Our relationship has had some hardships along the way too. Sexually I've shut down with him. I refuse to ask him for sex for the fear of rejection which has plagued him for all of our time together. He always has the say so as to when we do it. I can't handle that anymore. I have finally quit asking for it and now he never knows when I want it and my want is waning too.

I am beginning to really see him as a selfish person. Our family life completely revolves around his hobbies. Hunting has always been his focal point, and this year he is on three softball teams, playing five days/week. He schedules his work around his softball schedule. 2/3 of his vacation this year is for him to hunt or play softball. When our daughter was born 11.5 years ago he was so happy to tell everyone that when she came into the world that he was going to take a week's vacation. He failed to even let me know that during that time he was going to hunt all day every day!!

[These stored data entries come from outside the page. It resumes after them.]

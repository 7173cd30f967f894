/// Environment variable the compiler version is exported in, read with `env!` by the crate.
const RUSTC_VERSION_ENV_VAR: &str = "EXCEPTION_MARKDOWN_RUSTC_VERSION";

fn main() -> Result<(), Box<dyn std::error::Error>> {
    let version = rustc_version::version()?;
    println!("cargo:rustc-env={}={}", RUSTC_VERSION_ENV_VAR, version);
    println!("cargo:rerun-if-changed=build.rs");
    Ok(())
}
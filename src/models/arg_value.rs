/// Dynamically typed value of a call argument.
#[derive(Debug, Clone, PartialEq)]
pub enum ArgValue {
    /// Text.
    String(String),
    /// Integer.
    Int(i64),
    /// Floating point number.
    Float(f64),
    /// Boolean.
    Bool(bool),
    /// Absent value.
    Null,
    /// Ordered list of values.
    Sequence(Vec<ArgValue>),
    /// Keyed values.
    Mapping(Vec<(String, ArgValue)>),
    /// Opaque object, identified by its type name.
    Object {
        /// Name of the object's type.
        type_name: String,
    },
    /// Anything else, identified by a runtime type tag such as `resource`.
    Other(String),
}

impl ArgValue {
    /// Opaque object of the given type.
    pub fn object(type_name: impl Into<String>) -> Self {
        ArgValue::Object {
            type_name: type_name.into(),
        }
    }
}

impl From<&str> for ArgValue {
    fn from(s: &str) -> Self {
        ArgValue::String(s.to_owned())
    }
}

impl From<String> for ArgValue {
    fn from(s: String) -> Self {
        ArgValue::String(s)
    }
}

impl From<i64> for ArgValue {
    fn from(i: i64) -> Self {
        ArgValue::Int(i)
    }
}

impl From<i32> for ArgValue {
    fn from(i: i32) -> Self {
        ArgValue::Int(i.into())
    }
}

impl From<u32> for ArgValue {
    fn from(i: u32) -> Self {
        ArgValue::Int(i.into())
    }
}

impl From<f64> for ArgValue {
    fn from(f: f64) -> Self {
        ArgValue::Float(f)
    }
}

impl From<bool> for ArgValue {
    fn from(b: bool) -> Self {
        ArgValue::Bool(b)
    }
}

impl<T: Into<ArgValue>> From<Option<T>> for ArgValue {
    fn from(value: Option<T>) -> Self {
        value.map_or(ArgValue::Null, Into::into)
    }
}

impl<T: Into<ArgValue>> From<Vec<T>> for ArgValue {
    fn from(values: Vec<T>) -> Self {
        ArgValue::Sequence(values.into_iter().map(Into::into).collect())
    }
}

We planned a family vacation a few years ago to Disney. We drove down, but hauled his motorcycle. We spent two days at Disney together with our five year old daughter, then on the third day he left to go to Daytona on his motorcycle with his buddy for a few days. There I was left at the park with our daughter. Did I have a say in this? No, he planned it all himself. So I had to navigate from Disney to a friends house in Georgia all by my lone self with a five year old, yay. 

A buddy of his planned a bachelor party in Vegas for a weekend. Who the hell has a three day bachelor party in Las Vegas??!!! I was livid. He went. I never had a say.

Last year he planned a hunting trip for himself. Never asked me if I minded. A whole week he went with his buddies. He knew I was wearing thin so he tried to keep me busy all week, scheduled a massage for me, gave our daughter gift certificates to go to dinner together, tix to the movies.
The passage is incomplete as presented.